With the passing of time (old age), I’ve realized that if I can get my feet moving fast, and then settle my heart rate back down by relaxing into the pace, I can maintain that pace for a while (however subjective that may be). On race day this translates into: start fast, settle in and feel good, momentarily crash just past midway, recover, and surge to the finish. Turns out it’s a viable strategy.

Rick Morris wrote “5k Race Strategy And Tactics” for Running Planet where he differentiates the 5k strategy based on the runner’s experience level:

“It has been drummed into our heads that we should always be conservative during the first mile of a 5K race so we are able to pick up the pace in the middle and last miles. But is that always good advice? Maybe not. There is evidence that competitive runners will usually perform better with a stronger start. Scientists at the University of New Hampshire studied 5K pacing strategy of eleven moderately trained women distance runners and found that the best performances were obtained when the athletes ran their first mile at between 3% and 6% faster than their average split times for the entire 5K race distance. Another study from South Africa that studied record breaking performances found that the first and last kilometers of most record breaking races were run significantly faster than the middle miles. Both of these studies seem to support the benefits of competitive runners running the first mile at a slightly faster pace. . .”

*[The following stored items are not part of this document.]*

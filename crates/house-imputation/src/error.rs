//! Custom error types for the imputation pipeline.
//!
//! Fillers surface these errors immediately to the orchestrator, which aborts
//! the run without handing back a partially imputed table.
//!
//! Errors are serializable so that report consumers can receive a stable
//! `{code, message}` pair instead of a free-form string.

use serde::Serialize;
use serde::ser::SerializeStruct;
use thiserror::Error;

/// The main error type for the imputation pipeline.
#[derive(Error, Debug)]
pub enum ImputationError {
    /// Column was not found in the table.
    #[error("Column '{0}' not found in table")]
    ColumnNotFound(String),

    /// Mode-fill was attempted on a column with no present values.
    #[error("No mode available for column '{0}': every value is missing")]
    NoModeAvailable(String),

    /// A numeric statistic could not be computed because no values are present.
    #[error("No valid values found in column '{0}'")]
    NoValidValues(String),

    /// A step ran before one of the steps it depends on.
    #[error("Pipeline ordering violation: {0}")]
    PipelineOrderingViolation(String),

    /// The run finished with missing cells left in the table.
    #[error("Imputation incomplete: {remaining} missing cells remain in {columns:?}")]
    IncompletePipeline {
        remaining: usize,
        columns: Vec<String>,
    },

    /// Column holds values of a type the filler cannot operate on.
    #[error("Column '{column}' is not {expected}")]
    TypeMismatch { column: String, expected: String },

    /// Invalid configuration provided.
    #[error("Invalid configuration: {0}")]
    InvalidConfig(String),

    /// Post-imputation analysis (features, correlations, outliers) failed.
    #[error("Analysis failed: {0}")]
    AnalysisFailed(String),

    /// Report generation failed.
    #[error("Failed to generate report: {0}")]
    ReportGenerationFailed(String),

    /// IO error wrapper.
    #[error("IO error: {0}")]
    Io(#[from] std::io::Error),

    /// Polars error wrapper.
    #[error("Polars error: {0}")]
    Polars(#[from] polars::error::PolarsError),

    /// JSON serialization/deserialization error.
    #[error("JSON error: {0}")]
    Json(#[from] serde_json::Error),

    /// Generic error with context.
    #[error("{context}: {source}")]
    WithContext {
        context: String,
        #[source]
        source: Box<ImputationError>,
    },
}

impl ImputationError {
    /// Add context to an error.
    pub fn with_context(self, context: impl Into<String>) -> Self {
        ImputationError::WithContext {
            context: context.into(),
            source: Box::new(self),
        }
    }

    /// Unwrap any context layers and return the originating error.
    pub fn root_cause(&self) -> &ImputationError {
        match self {
            Self::WithContext { source, .. } => source.root_cause(),
            other => other,
        }
    }

    /// Get a stable error code.
    ///
    /// Context layers are transparent: the code of the originating error is returned.
    pub fn error_code(&self) -> &'static str {
        match self {
            Self::ColumnNotFound(_) => "COLUMN_NOT_FOUND",
            Self::NoModeAvailable(_) => "NO_MODE_AVAILABLE",
            Self::NoValidValues(_) => "NO_VALID_VALUES",
            Self::PipelineOrderingViolation(_) => "PIPELINE_ORDERING_VIOLATION",
            Self::IncompletePipeline { .. } => "INCOMPLETE_PIPELINE",
            Self::TypeMismatch { .. } => "TYPE_MISMATCH",
            Self::InvalidConfig(_) => "INVALID_CONFIG",
            Self::AnalysisFailed(_) => "ANALYSIS_FAILED",
            Self::ReportGenerationFailed(_) => "REPORT_GENERATION_FAILED",
            Self::Io(_) => "IO_ERROR",
            Self::Polars(_) => "POLARS_ERROR",
            Self::Json(_) => "JSON_ERROR",
            Self::WithContext { source, .. } => source.error_code(),
        }
    }

    /// Check if this error was caused by the contents of the table rather than
    /// by how the pipeline was assembled.
    pub fn is_data_error(&self) -> bool {
        matches!(
            self.root_cause(),
            Self::NoModeAvailable(_)
                | Self::NoValidValues(_)
                | Self::TypeMismatch { .. }
                | Self::ColumnNotFound(_)
        )
    }
}

/// Errors are serialized as a struct with `code` and `message` fields.
impl Serialize for ImputationError {
    fn serialize<S>(&self, serializer: S) -> std::result::Result<S::Ok, S::Error>
    where
        S: serde::Serializer,
    {
        let mut state = serializer.serialize_struct("ImputationError", 2)?;
        state.serialize_field("code", &self.error_code())?;
        state.serialize_field("message", &self.to_string())?;
        state.end()
    }
}

/// Result type alias for imputation operations.
pub type Result<T> = std::result::Result<T, ImputationError>;

/// Extension trait for adding context to Results.
pub trait ResultExt<T> {
    /// Add context to an error result.
    fn context(self, context: impl Into<String>) -> Result<T>;
}

impl<T> ResultExt<T> for Result<T> {
    fn context(self, context: impl Into<String>) -> Result<T> {
        self.map_err(|e| e.with_context(context))
    }
}

impl<T> ResultExt<T> for std::result::Result<T, polars::error::PolarsError> {
    fn context(self, context: impl Into<String>) -> Result<T> {
        self.map_err(|e| ImputationError::Polars(e).with_context(context))
    }
}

I survived my token 5k race of this year (decade?) with a finish time of 26.03. It felt pretty good to run faster than usual for the first mile. Things looked good when I made the turn at the halfway point, and then I nearly crashed on an uphill around mile 2. I had vowed not to stop and walk. I stopped and walked. Cussed when the 50-something woman ahead of me didn’t stop and walk. Recovered and surged to the finish.

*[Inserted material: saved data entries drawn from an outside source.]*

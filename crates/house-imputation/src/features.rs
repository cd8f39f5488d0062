//! Derived features on the imputed table.

use crate::utils::{has_column, numeric_values};
use anyhow::Result;
use polars::prelude::*;
use serde::Serialize;
use tracing::{info, warn};

/// A column added by feature engineering.
#[derive(Debug, Clone, PartialEq, Serialize)]
pub struct DerivedFeature {
    pub name: String,
    pub sources: Vec<String>,
    pub formula: String,
}

/// Adds housing-specific derived columns.
pub struct FeatureEngineer;

impl FeatureEngineer {
    /// Add HouseAge, TotalArea, HasPool and TotalBath where their inputs exist.
    ///
    /// A derived cell is missing when any of its inputs is missing.
    pub fn create_features(df: &mut DataFrame) -> Result<Vec<DerivedFeature>> {
        let mut created = Vec::new();

        if let Some(feature) = Self::derive(
            df,
            "HouseAge",
            &["YrSold", "YearBuilt"],
            "YrSold - YearBuilt",
            |v| v[0] - v[1],
        )? {
            created.push(feature);
        }

        if let Some(feature) = Self::derive(
            df,
            "TotalArea",
            &["TotalBsmtSF", "1stFlrSF", "2ndFlrSF", "GrLivArea"],
            "TotalBsmtSF + 1stFlrSF + 2ndFlrSF + GrLivArea",
            |v| v.iter().sum(),
        )? {
            created.push(feature);
        }

        if let Some(feature) = Self::derive(df, "HasPool", &["PoolArea"], "PoolArea > 0", |v| {
            if v[0] > 0.0 { 1.0 } else { 0.0 }
        })? {
            created.push(feature);
        }

        if let Some(feature) = Self::derive(
            df,
            "TotalBath",
            &["FullBath", "HalfBath", "BsmtFullBath", "BsmtHalfBath"],
            "FullBath + 0.5 * HalfBath + BsmtFullBath + 0.5 * BsmtHalfBath",
            |v| v[0] + 0.5 * v[1] + v[2] + 0.5 * v[3],
        )? {
            created.push(feature);
        }

        info!("Created {} derived features", created.len());
        Ok(created)
    }

    /// Add `log_<column>` = ln(1 + x) for each listed column.
    ///
    /// Absent columns are skipped silently; columns with any negative value
    /// are skipped with a warning.
    pub fn log_transform(df: &mut DataFrame, columns: &[String]) -> Result<Vec<DerivedFeature>> {
        let mut created = Vec::new();

        for column in columns {
            if !has_column(df, column) {
                continue;
            }
            let values = numeric_values(df, column)?;
            if values.iter().flatten().any(|v| *v < 0.0) {
                warn!("'{}' contains negative values, skipping log transform", column);
                continue;
            }

            let name = format!("log_{}", column);
            let logged: Vec<Option<f64>> = values.iter().map(|v| v.map(f64::ln_1p)).collect();
            df.with_column(Series::new(name.as_str().into(), logged))?;

            created.push(DerivedFeature {
                name,
                sources: vec![column.clone()],
                formula: format!("ln(1 + {})", column),
            });
        }

        Ok(created)
    }

    fn derive(
        df: &mut DataFrame,
        name: &str,
        sources: &[&str],
        formula: &str,
        compute: impl Fn(&[f64]) -> f64,
    ) -> Result<Option<DerivedFeature>> {
        if !sources.iter().all(|source| has_column(df, source)) {
            return Ok(None);
        }

        let inputs = sources
            .iter()
            .map(|source| numeric_values(df, source))
            .collect::<crate::error::Result<Vec<_>>>()?;

        let mut row = vec![0.0; sources.len()];
        let derived: Vec<Option<f64>> = (0..df.height())
            .map(|i| {
                for (slot, input) in row.iter_mut().zip(&inputs) {
                    *slot = input[i]?;
                }
                Some(compute(&row))
            })
            .collect();

        df.with_column(Series::new(name.into(), derived))?;
        Ok(Some(DerivedFeature {
            name: name.to_string(),
            sources: sources.iter().map(|s| s.to_string()).collect(),
            formula: formula.to_string(),
        }))
    }
}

It was the most miserable 26 minutes of this year.

Now that I have run the 5k race three times in my life, I realize the length of the race is not commensurate with lessons learned.

In just 3 miles you can reach your limit, recover, and make a decision whether to continue or quit. . . “and just like any other human behavior, people engage in it because they apply a calculus that convinces them that it’s worth it.”

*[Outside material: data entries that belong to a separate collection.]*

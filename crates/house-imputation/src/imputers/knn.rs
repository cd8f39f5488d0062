//! Nearest-neighbor estimation for random-missing numeric columns.

use crate::error::{ImputationError, Result};
use crate::types::{FillOutcome, FillValue};
use crate::utils::{numeric_series, numeric_values, replace_numeric};
use polars::prelude::*;
use rayon::prelude::*;
use std::cmp::Ordering;
use std::collections::BinaryHeap;
use tracing::{debug, warn};

/// Estimates missing numeric cells from the k most similar rows.
///
/// Similarity is squared Euclidean distance over z-scored feature columns.
/// The estimate is the unweighted mean of the target at the k nearest rows
/// among those where the target is present.
pub struct NeighborEstimator {
    n_neighbors: usize,
}

/// Candidate row in the bounded max-heap. Ordered by distance, then row index,
/// so the heap top is the worst of the current k and ties favor lower rows.
#[derive(Debug, Clone, Copy)]
struct Neighbor {
    distance: f64,
    row: usize,
}

impl PartialEq for Neighbor {
    fn eq(&self, other: &Self) -> bool {
        self.cmp(other) == Ordering::Equal
    }
}

impl Eq for Neighbor {}

impl PartialOrd for Neighbor {
    fn partial_cmp(&self, other: &Self) -> Option<Ordering> {
        Some(self.cmp(other))
    }
}

impl Ord for Neighbor {
    fn cmp(&self, other: &Self) -> Ordering {
        self.distance
            .total_cmp(&other.distance)
            .then(self.row.cmp(&other.row))
    }
}

impl NeighborEstimator {
    /// Create a new estimator with specified number of neighbors
    pub fn new(n_neighbors: usize) -> Self {
        Self {
            n_neighbors: n_neighbors.max(1), // Ensure at least 1 neighbor
        }
    }

    pub fn n_neighbors(&self) -> usize {
        self.n_neighbors
    }

    /// Fill the missing cells of each target column.
    ///
    /// Every feature column must be complete; an incomplete one means an
    /// earlier step has not run and yields `PipelineOrderingViolation`.
    /// Observed target values are never changed. A target with no present
    /// value is left as is for the fallback step.
    pub fn fill(
        &self,
        df: &mut DataFrame,
        targets: &[&str],
        features: &[&str],
    ) -> Result<Vec<(String, FillOutcome)>> {
        let matrix = self.feature_matrix(df, features)?;
        let mut outcomes = Vec::with_capacity(targets.len());

        for &target in targets {
            let mut values = numeric_values(df, target)?;
            let missing_rows: Vec<usize> = values
                .iter()
                .enumerate()
                .filter(|(_, v)| v.is_none())
                .map(|(row, _)| row)
                .collect();
            let candidates: Vec<usize> = values
                .iter()
                .enumerate()
                .filter(|(_, v)| v.is_some())
                .map(|(row, _)| row)
                .collect();

            let k = self.n_neighbors.min(candidates.len());
            let value = FillValue::NeighborMean {
                k,
                features: features.len(),
            };

            if missing_rows.is_empty() {
                outcomes.push((target.to_string(), FillOutcome::new(0, value)));
                continue;
            }
            if candidates.is_empty() {
                warn!(
                    "No present values in '{}', leaving {} cells for fallback",
                    target,
                    missing_rows.len()
                );
                outcomes.push((target.to_string(), FillOutcome::unchanged()));
                continue;
            }

            let estimates: Vec<(usize, f64)> = missing_rows
                .par_iter()
                .map(|&row| {
                    let nearest = self.nearest(&matrix, row, &candidates);
                    let sum: f64 = nearest.iter().filter_map(|n| values[n.row]).sum();
                    (row, sum / nearest.len() as f64)
                })
                .collect();

            for &(row, estimate) in &estimates {
                values[row] = Some(estimate);
            }
            replace_numeric(df, target, values)?;

            debug!(
                "Estimated {} cells of '{}' from {} nearest rows",
                estimates.len(),
                target,
                k
            );
            outcomes.push((target.to_string(), FillOutcome::new(estimates.len(), value)));
        }

        Ok(outcomes)
    }

    /// Row-major matrix of z-scored feature values.
    fn feature_matrix(&self, df: &DataFrame, features: &[&str]) -> Result<Vec<Vec<f64>>> {
        let mut matrix = vec![Vec::with_capacity(features.len()); df.height()];

        for &feature in features {
            let floats = numeric_series(df, feature)?;
            let column = floats.f64()?;
            if column.null_count() > 0 {
                return Err(ImputationError::PipelineOrderingViolation(format!(
                    "feature column '{}' still has {} missing cells",
                    feature,
                    column.null_count()
                )));
            }

            // population moments
            let mean = column.mean().unwrap_or(0.0);
            let std = column.std(0).unwrap_or(0.0);
            let scale = if std > 0.0 { std } else { 1.0 };
            for (row, value) in matrix.iter_mut().zip(column.into_no_null_iter()) {
                row.push((value - mean) / scale);
            }
        }

        Ok(matrix)
    }

    /// The k candidates closest to `row`, nearest first.
    fn nearest(&self, matrix: &[Vec<f64>], row: usize, candidates: &[usize]) -> Vec<Neighbor> {
        let mut heap = BinaryHeap::with_capacity(self.n_neighbors + 1);
        for &candidate in candidates {
            let neighbor = Neighbor {
                distance: Self::squared_distance(&matrix[row], &matrix[candidate]),
                row: candidate,
            };
            if heap.len() < self.n_neighbors {
                heap.push(neighbor);
            } else if heap.peek().is_some_and(|worst| neighbor < *worst) {
                heap.pop();
                heap.push(neighbor);
            }
        }
        heap.into_sorted_vec()
    }

    fn squared_distance(a: &[f64], b: &[f64]) -> f64 {
        a.iter().zip(b).map(|(x, y)| (x - y).powi(2)).sum()
    }
}

#[cfg(test)]
mod tests {
    use super::*;

    // ========================================================================
    // NeighborEstimator::new() tests
    // ========================================================================

    #[test]
    fn test_new_with_zero_neighbors_defaults_to_one() {
        assert_eq!(NeighborEstimator::new(0).n_neighbors(), 1);
        assert_eq!(NeighborEstimator::new(5).n_neighbors(), 5);
    }

    // ========================================================================
    // fill() tests
    // ========================================================================

    #[test]
    fn test_estimate_is_mean_of_k_nearest() {
        let estimator = NeighborEstimator::new(2);
        let mut df = df![
            "x" => [0.0, 1.0, 2.0, 3.0, 10.0],
            "target" => [None, Some(10.0), Some(20.0), Some(30.0), Some(1000.0)],
        ]
        .unwrap();

        let outcomes = estimator.fill(&mut df, &["target"], &["x"]).unwrap();

        assert_eq!(outcomes[0].1.filled, 1);
        assert_eq!(numeric_values(&df, "target").unwrap()[0], Some(15.0));
    }

    #[test]
    fn test_k_clamped_to_available_rows() {
        let estimator = NeighborEstimator::new(10);
        let mut df = df![
            "x" => [1.0, 2.0, 3.0],
            "target" => [Some(10.0), None, Some(30.0)],
        ]
        .unwrap();

        let outcomes = estimator.fill(&mut df, &["target"], &["x"]).unwrap();

        assert_eq!(
            outcomes[0].1.value,
            FillValue::NeighborMean { k: 2, features: 1 }
        );
        assert_eq!(numeric_values(&df, "target").unwrap()[1], Some(20.0));
    }

    #[test]
    fn test_distance_ties_favor_lower_row() {
        let estimator = NeighborEstimator::new(1);
        let mut df = df![
            "x" => [0.0, 1.0, -1.0, 5.0],
            "target" => [None, Some(10.0), Some(20.0), Some(30.0)],
        ]
        .unwrap();

        estimator.fill(&mut df, &["target"], &["x"]).unwrap();
        assert_eq!(numeric_values(&df, "target").unwrap()[0], Some(10.0));
    }

    #[test]
    fn test_features_are_standardized() {
        // unscaled, "big" would dominate and row 2 would win
        let estimator = NeighborEstimator::new(1);
        let mut df = df![
            "small" => [0.0, 0.0, 1.0, 1.0],
            "big" => [0.0, 50.0, 0.0, 1000.0],
            "target" => [None, Some(1.0), Some(2.0), Some(3.0)],
        ]
        .unwrap();

        estimator.fill(&mut df, &["target"], &["small", "big"]).unwrap();
        let estimate = numeric_values(&df, "target").unwrap()[0];
        assert_eq!(estimate, Some(1.0));
    }

    #[test]
    fn test_observed_values_untouched() {
        let estimator = NeighborEstimator::new(2);
        let mut df = df![
            "x" => [1i64, 2, 3, 4],
            "target" => [Some(10i64), None, Some(30), None],
        ]
        .unwrap();

        estimator.fill(&mut df, &["target"], &["x"]).unwrap();
        let values = numeric_values(&df, "target").unwrap();
        assert_eq!(values[0], Some(10.0));
        assert_eq!(values[2], Some(30.0));
        assert_eq!(df.column("target").unwrap().null_count(), 0);
    }

    #[test]
    fn test_incomplete_feature_is_ordering_violation() {
        let estimator = NeighborEstimator::new(2);
        let mut df = df![
            "x" => [Some(1.0), None, Some(3.0)],
            "target" => [Some(10.0), None, Some(30.0)],
        ]
        .unwrap();

        let err = estimator.fill(&mut df, &["target"], &["x"]).unwrap_err();
        assert_eq!(err.error_code(), "PIPELINE_ORDERING_VIOLATION");
        assert_eq!(numeric_values(&df, "target").unwrap()[1], None);
    }

    #[test]
    fn test_all_missing_target_left_for_fallback() {
        let estimator = NeighborEstimator::new(3);
        let mut df = df![
            "x" => [1.0, 2.0],
            "target" => [Option::<f64>::None, None],
        ]
        .unwrap();

        let outcomes = estimator.fill(&mut df, &["target"], &["x"]).unwrap();
        assert_eq!(outcomes[0].1, FillOutcome::unchanged());
        assert_eq!(df.column("target").unwrap().null_count(), 2);
    }

    #[test]
    fn test_nearest_returns_sorted() {
        let estimator = NeighborEstimator::new(2);
        let matrix = vec![vec![0.0], vec![3.0], vec![1.0], vec![2.0]];
        let nearest = estimator.nearest(&matrix, 0, &[1, 2, 3]);
        let rows: Vec<usize> = nearest.iter().map(|n| n.row).collect();
        assert_eq!(rows, vec![2, 3]);
    }

    #[test]
    fn test_zero_variance_feature_is_not_scaled() {
        let estimator = NeighborEstimator::new(1);
        let df = df![
            "constant" => [4.0, 4.0],
            "spread" => [1i64, 3],
        ]
        .unwrap();

        let matrix = estimator.feature_matrix(&df, &["constant", "spread"]).unwrap();
        let expected = [[0.0, -1.0], [0.0, 1.0]];
        for (row, want) in matrix.iter().zip(expected) {
            for (got, want) in row.iter().zip(want) {
                assert!((got - want).abs() < 1e-12);
            }
        }
    }
}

Happy racing, runners – no matter the distance.

What keeps me running?

It’s been three days since my downhill marathon, and my quads are still on fire.

The first 6 miles were appropriately described as a “rolling 10k.” It was one of the most beautiful 6 miles on earth. Buses had driven us up the mountain at 6:30am under a clear, starry sky where every constellation could be identified. Quiet conversations ensued amongst us with tales of past and future races here, there and everywhere.

Peak to Creek Marathon Elevation (

The starting line was in front of a Marathon gas station along a quiet mountain road, boasting a double row of porta pottys where we all stood quietly in line. .  twice.

There were 300 some odd runners, and only those at the front of the pack could possibly hear the comments the Race Director made at the start. I didn’t even hear what actually started the race, but we all headed out at 8am sharp among a momentary rise in the decibel level of excited runners.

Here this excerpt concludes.